• EXTRACTED MATERIAL:
*** Block opens ***

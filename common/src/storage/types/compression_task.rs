use std::time::Duration;

use chrono::Duration as ChronoDuration;
use surrealdb::sql::Datetime as SurrealDatetime;
use uuid::Uuid;

use crate::{
    error::AppError,
    storage::db::{retry_on_conflict, SurrealDbClient},
    stored_object,
};

pub const MAX_ATTEMPTS: u32 = 3;
pub const DEFAULT_LEASE_SECS: i64 = 300;
pub const KEEP_SUCCEEDED_TASKS: usize = 100;
pub const KEEP_DEAD_LETTER_TASKS: usize = 50;

/// Queue-side state of one delivery of a compression job.
///
/// `Failed` means "waiting for the next attempt"; `DeadLetter` is where a task
/// ends once its attempts are spent or the error is not worth retrying.
#[derive(Debug, Default, Clone, Copy, serde::Serialize, serde::Deserialize, PartialEq, Eq)]
pub enum TaskState {
    #[default]
    Pending,
    Reserved,
    Processing,
    Succeeded,
    Failed,
    DeadLetter,
}

impl TaskState {
    pub fn as_str(&self) -> &'static str {
        match self {
            TaskState::Pending => "Pending",
            TaskState::Reserved => "Reserved",
            TaskState::Processing => "Processing",
            TaskState::Succeeded => "Succeeded",
            TaskState::Failed => "Failed",
            TaskState::DeadLetter => "DeadLetter",
        }
    }

    /// States a claim may pick up and count as a fresh attempt.
    const CLAIMABLE: [TaskState; 2] = [TaskState::Pending, TaskState::Failed];

    /// States a claim may take over once the holder's lease ran out.
    const LEASED: [TaskState; 2] = [TaskState::Reserved, TaskState::Processing];
}

/// What a worker needs to compress one upload.
#[derive(Debug, Clone, serde::Serialize, serde::Deserialize, PartialEq, Eq)]
pub struct TaskPayload {
    pub job_id: String,
    pub input_path: String,
    pub mime_type: String,
    pub quality: u8,
}

#[derive(Debug, Clone, serde::Serialize, serde::Deserialize, PartialEq, Eq, Default)]
pub struct TaskErrorInfo {
    pub code: Option<String>,
    pub message: String,
}

#[derive(Debug, Clone, Copy, PartialEq, Eq)]
enum TaskEvent {
    StartProcessing,
    Succeed,
    Fail,
    DeadLetter,
}

impl TaskEvent {
    fn as_str(self) -> &'static str {
        match self {
            TaskEvent::StartProcessing => "start_processing",
            TaskEvent::Succeed => "succeed",
            TaskEvent::Fail => "fail",
            TaskEvent::DeadLetter => "deadletter",
        }
    }

    /// Source and target state. Reserving is done in bulk by the claim query.
    fn edge(self) -> (TaskState, TaskState) {
        match self {
            TaskEvent::StartProcessing => (TaskState::Reserved, TaskState::Processing),
            TaskEvent::Succeed => (TaskState::Processing, TaskState::Succeeded),
            TaskEvent::Fail => (TaskState::Processing, TaskState::Failed),
            TaskEvent::DeadLetter => (TaskState::Failed, TaskState::DeadLetter),
        }
    }

    /// Dead-lettering happens after the lease was released, so it is not tied to a worker.
    fn requires_owner(self) -> bool {
        !matches!(self, TaskEvent::DeadLetter)
    }
}

fn invalid_transition(state: TaskState, event: TaskEvent) -> AppError {
    AppError::Validation(format!(
        "Invalid task transition: {} -> {}",
        state.as_str(),
        event.as_str()
    ))
}

enum ErrorWrite {
    Keep,
    Clear,
    Set(TaskErrorInfo),
}

/// Column values one lifecycle step writes next to the new state.
struct StepWrite {
    event: TaskEvent,
    locked_at: Option<chrono::DateTime<chrono::Utc>>,
    worker_id: Option<String>,
    scheduled_at: chrono::DateTime<chrono::Utc>,
    error: ErrorWrite,
    last_error_at: Option<chrono::DateTime<chrono::Utc>>,
}

stored_object!(CompressionTask, "compression_task", {
    payload: TaskPayload,
    state: TaskState,
    attempts: u32,
    max_attempts: u32,
    #[serde(serialize_with = "serialize_datetime", deserialize_with = "deserialize_datetime")]
    scheduled_at: chrono::DateTime<chrono::Utc>,
    #[serde(
        serialize_with = "serialize_option_datetime",
        deserialize_with = "deserialize_option_datetime",
        default
    )]
    locked_at: Option<chrono::DateTime<chrono::Utc>>,
    lease_duration_secs: i64,
    worker_id: Option<String>,
    error_code: Option<String>,
    error_message: Option<String>,
    #[serde(
        serialize_with = "serialize_option_datetime",
        deserialize_with = "deserialize_option_datetime",
        default
    )]
    last_error_at: Option<chrono::DateTime<chrono::Utc>>
});

impl CompressionTask {
    pub fn new(payload: TaskPayload) -> Self {
        let now = chrono::Utc::now();

        Self {
            id: Uuid::new_v4().to_string(),
            payload,
            state: TaskState::Pending,
            attempts: 0,
            max_attempts: MAX_ATTEMPTS,
            scheduled_at: now,
            locked_at: None,
            lease_duration_secs: DEFAULT_LEASE_SECS,
            worker_id: None,
            error_code: None,
            error_message: None,
            last_error_at: None,
            created_at: now,
            updated_at: now,
        }
    }

    pub fn can_retry(&self) -> bool {
        self.attempts < self.max_attempts
    }

    pub async fn create_and_add_to_db(
        payload: TaskPayload,
        db: &SurrealDbClient,
    ) -> Result<CompressionTask, AppError> {
        let task = Self::new(payload);
        db.store_item(task.clone()).await?;
        Ok(task)
    }

    /// Leases the oldest runnable task to `worker_id`.
    ///
    /// Picking up a Pending or Failed task spends one attempt. Tasks left in
    /// Reserved or Processing by a worker whose lease ran out are handed out
    /// again without spending another.
    pub async fn claim_next_ready(
        db: &SurrealDbClient,
        worker_id: &str,
        now: chrono::DateTime<chrono::Utc>,
        lease_duration: Duration,
    ) -> Result<Option<CompressionTask>, AppError> {
        // SET assignments run left to right: `attempts` must read the state
        // before it is overwritten.
        const CLAIM_QUERY: &str = r#"
            UPDATE (
                SELECT * FROM type::table($table)
                WHERE scheduled_at <= $now
                  AND (
                        (state IN $claimable AND attempts < max_attempts)
                        OR (
                            state IN $leased
                            AND time::unix($now) - time::unix(locked_at) >= lease_duration_secs
                        )
                  )
                ORDER BY scheduled_at ASC, created_at ASC
                LIMIT 1
            )
            SET attempts = if state IN $claimable THEN attempts + 1 ELSE attempts END,
                state = $reserved,
                locked_at = $now,
                worker_id = $worker_id,
                lease_duration_secs = $lease_secs,
                updated_at = $now
            RETURN *;
        "#;

        let stamp = SurrealDatetime::from(now);
        let lease_secs = i64::try_from(lease_duration.as_secs()).unwrap_or(DEFAULT_LEASE_SECS);
        let claimable: Vec<&str> = TaskState::CLAIMABLE.iter().map(TaskState::as_str).collect();
        let leased: Vec<&str> = TaskState::LEASED.iter().map(TaskState::as_str).collect();

        // Concurrent workers race for the same row; the loser reruns the claim.
        let task = retry_on_conflict(|| {
            let (stamp, worker_id) = (stamp.clone(), worker_id.to_string());
            let (claimable, leased) = (claimable.clone(), leased.clone());
            async move {
                let task: Option<CompressionTask> = db
                    .client
                    .query(CLAIM_QUERY)
                    .bind(("table", Self::table_name()))
                    .bind(("claimable", claimable))
                    .bind(("leased", leased))
                    .bind(("reserved", TaskState::Reserved.as_str()))
                    .bind(("now", stamp))
                    .bind(("worker_id", worker_id))
                    .bind(("lease_secs", lease_secs))
                    .await?
                    .take(0)?;
                Ok::<_, surrealdb::Error>(task)
            }
        })
        .await?;

        Ok(task)
    }

    /// Writes one lifecycle step, guarded on the current state (and on the
    /// lease holder, where the step belongs to a worker). A task that moved on
    /// in the meantime yields a validation error instead of being overwritten.
    async fn step(
        &self,
        write: StepWrite,
        db: &SurrealDbClient,
    ) -> Result<CompressionTask, AppError> {
        let (from, to) = write.event.edge();
        if self.state != from {
            return Err(invalid_transition(self.state, write.event));
        }

        const STEP_QUERY: &str = r#"
            UPDATE type::thing($table, $id)
            SET state = $to,
                updated_at = $now,
                locked_at = $locked_at,
                worker_id = $next_worker,
                scheduled_at = $scheduled_at,
                error_code = $error_code,
                error_message = $error_message,
                last_error_at = $last_error_at
            WHERE state = $from
              AND ($check_owner = false OR worker_id = $owner)
            RETURN *;
        "#;

        let (error_code, error_message) = match write.error {
            ErrorWrite::Keep => (self.error_code.clone(), self.error_message.clone()),
            ErrorWrite::Clear => (None, None),
            ErrorWrite::Set(error) => (error.code, Some(error.message)),
        };

        let updated: Option<CompressionTask> = db
            .client
            .query(STEP_QUERY)
            .bind(("table", Self::table_name()))
            .bind(("id", self.id.clone()))
            .bind(("from", from.as_str()))
            .bind(("to", to.as_str()))
            .bind(("now", SurrealDatetime::from(chrono::Utc::now())))
            .bind(("locked_at", write.locked_at.map(SurrealDatetime::from)))
            .bind(("next_worker", write.worker_id))
            .bind(("scheduled_at", SurrealDatetime::from(write.scheduled_at)))
            .bind(("error_code", error_code))
            .bind(("error_message", error_message))
            .bind(("last_error_at", write.last_error_at.map(SurrealDatetime::from)))
            .bind(("check_owner", write.event.requires_owner()))
            .bind(("owner", self.worker_id.clone().unwrap_or_default()))
            .await?
            .take(0)?;

        updated.ok_or_else(|| invalid_transition(self.state, write.event))
    }

    pub async fn mark_processing(&self, db: &SurrealDbClient) -> Result<CompressionTask, AppError> {
        self.step(
            StepWrite {
                event: TaskEvent::StartProcessing,
                locked_at: Some(chrono::Utc::now()),
                worker_id: self.worker_id.clone(),
                scheduled_at: self.scheduled_at,
                error: ErrorWrite::Keep,
                last_error_at: self.last_error_at,
            },
            db,
        )
        .await
    }

    /// Acknowledges the task; earlier failure details are cleared.
    pub async fn mark_succeeded(&self, db: &SurrealDbClient) -> Result<CompressionTask, AppError> {
        let now = chrono::Utc::now();
        self.step(
            StepWrite {
                event: TaskEvent::Succeed,
                locked_at: None,
                worker_id: None,
                scheduled_at: now,
                error: ErrorWrite::Clear,
                last_error_at: None,
            },
            db,
        )
        .await
    }

    /// Releases the lease and parks the task until `retry_delay` has passed.
    pub async fn mark_failed(
        &self,
        error: TaskErrorInfo,
        retry_delay: Duration,
        db: &SurrealDbClient,
    ) -> Result<CompressionTask, AppError> {
        let now = chrono::Utc::now();
        let retry_at = now
            + ChronoDuration::from_std(retry_delay).unwrap_or_else(|_| ChronoDuration::seconds(30));

        self.step(
            StepWrite {
                event: TaskEvent::Fail,
                locked_at: None,
                worker_id: None,
                scheduled_at: retry_at,
                error: ErrorWrite::Set(error),
                last_error_at: Some(now),
            },
            db,
        )
        .await
    }

    pub async fn mark_dead_letter(
        &self,
        error: TaskErrorInfo,
        db: &SurrealDbClient,
    ) -> Result<CompressionTask, AppError> {
        let now = chrono::Utc::now();
        self.step(
            StepWrite {
                event: TaskEvent::DeadLetter,
                locked_at: None,
                worker_id: None,
                scheduled_at: now,
                error: ErrorWrite::Set(error),
                last_error_at: Some(now),
            },
            db,
        )
        .await
    }

    /// Keeps only the newest `keep_succeeded` succeeded and `keep_dead` dead-lettered
    /// records. Returns how many records were removed.
    pub async fn prune_finished(
        db: &SurrealDbClient,
        keep_succeeded: usize,
        keep_dead: usize,
    ) -> Result<usize, AppError> {
        let mut removed = 0;

        for (state, keep) in [
            (TaskState::Succeeded, keep_succeeded),
            (TaskState::DeadLetter, keep_dead),
        ] {
            let stale: Vec<CompressionTask> = db
                .query(
                    "SELECT * FROM type::table($table)
                     WHERE state = $state
                     ORDER BY updated_at DESC
                     START $keep",
                )
                .bind(("table", Self::table_name()))
                .bind(("state", state.as_str()))
                .bind(("keep", keep))
                .await?
                .take(0)?;

            if stale.is_empty() {
                continue;
            }

            let ids: Vec<String> = stale.into_iter().map(|task| task.id).collect();
            removed += ids.len();

            db.query(
                "FOR $id IN $ids {
                    DELETE type::thing($table, $id);
                };",
            )
            .bind(("table", Self::table_name()))
            .bind(("ids", ids))
            .await?
            .check()?;
        }

        Ok(removed)
    }
}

*** Block closes ***

• REQUIREMENT: Find and copy each line of the listing above that holds the word "Some".

• TASK RESPONSE:
            ErrorWrite::Set(error) => (error.code, Some(error.message)),
                locked_at: Some(chrono::Utc::now()),
                last_error_at: Some(now),
                last_error_at: Some(now),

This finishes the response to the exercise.